JAKARTA --- The government plans to procure five new Lockheed C-130 Hercules military transportation aircraft to modernize its aging fleet.
"[We are] not [buying] many of them; five aircraft are enough," Defense Minister Ryamizard Ryacudu said at his office in Jakarta on Tuesday (05/06).
No details are currently available of the contract value or timeline for the planned purchase of the four-engine turboprop aircraft, produced by Lockheed Martin in the United States.
Ryamizard said the Indonesian Air Force's existing Hercules fleet is aging, with most of the aircraft having been grants from other countries decades ago.
The minister said the government wants Indonesia to start producing its own aircraft, but that the country currently lacks the capacity.
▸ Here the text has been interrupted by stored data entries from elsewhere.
//! Request and result types shared across the loader

use std::path::PathBuf;
use std::sync::Arc;

use uuid::Uuid;

use crate::engine::LoadHandle;

/// Where a clip's encoded bytes come from
#[derive(Debug, Clone)]
pub enum ClipSource {
    /// Read the file at submission time
    File(PathBuf),

    /// Bytes already resident in memory
    Bytes(Arc<Vec<u8>>),
}

/// One clip to load as part of a batch
#[derive(Debug, Clone)]
pub struct ClipRequest {
    /// Logical identity of the clip; meaning is owned by the caller
    pub clip_id: Uuid,

    /// Source bytes for the clip
    pub source: ClipSource,

    /// Millisecond position hint into the clip timeline
    pub start_time: Option<u64>,

    /// Total clip duration hint in milliseconds
    pub total_time: Option<u64>,
}

impl ClipRequest {
    /// Whole-buffer request with no timing hints
    pub fn new(clip_id: Uuid, source: ClipSource) -> Self {
        Self {
            clip_id,
            source,
            start_time: None,
            total_time: None,
        }
    }

    /// Attach timing hints; zero values select the whole buffer
    pub fn with_timing(mut self, start_time: u64, total_time: u64) -> Self {
        self.start_time = Some(start_time);
        self.total_time = Some(total_time);
        self
    }
}

/// Tri-state decode outcome for one submitted clip
#[derive(Debug, Clone, Copy, PartialEq, Eq)]
pub enum LoadState {
    /// Submitted, completion event not yet seen
    Pending,

    /// Decoded and playable
    Ready,

    /// Engine reported a decode failure
    Failed,
}

/// Per-clip outcome, reported back to the caller when the batch resolves
#[derive(Debug, Clone)]
pub struct LoadResult {
    /// Back-reference to the originating request's identity
    pub clip_id: Uuid,

    /// Engine-assigned handle from submission
    pub handle: LoadHandle,

    /// Decode state; mutated at most once after submission
    pub state: LoadState,
}

/// Derive the byte range to submit for a request.
///
/// With both hints present and nonzero, the offset is the truncated
/// proportional position `start / total` into the buffer and the range
/// runs to the end of the buffer. Zero or missing hints select the whole
/// buffer from offset 0.
pub(crate) fn byte_range(
    start_time: Option<u64>,
    total_time: Option<u64>,
    available: usize,
) -> (usize, usize) {
    let start = start_time.unwrap_or(0);
    let total = total_time.unwrap_or(0);
    if start == 0 || total == 0 {
        return (0, available);
    }
    let offset = ((start as f64 / total as f64) * available as f64) as usize;
    let offset = offset.min(available);
    (offset, available - offset)
}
The government therefore aims to obtain a technology transfer with the planned purchase, so that the country can start building its own aircraft in the near future.
"We [already] build our own tanks and meanwhile, by purchasing [these aircraft], we can strengthen our friendship, especially in defense and technology transfer [with other countries]," Ryamizard said.
The government embarked on a drive to modernize its military fleet after a Hercules C-130B crashed in a densely populated part of Medan, North Sumatra, in 2015, killing 122 people, including 30 on board.
Another Hercules C-130 crashed into Pugima Mountain in Papua on Dec. 18, 2016, killing 13 people on board. The aircraft, which carried 13 tons of cement and rice from Timika to Wamena, crashed after the pilot allegedly insisted on landing despite poor weather conditions.
Last year, the government reportedly expressed interest in the purchase of five Airbus A400M Atlas transportation aircraft from the European manufacturer for $2 billion. However, in March this year the Indonesian Air Force announced that it would only acquire two.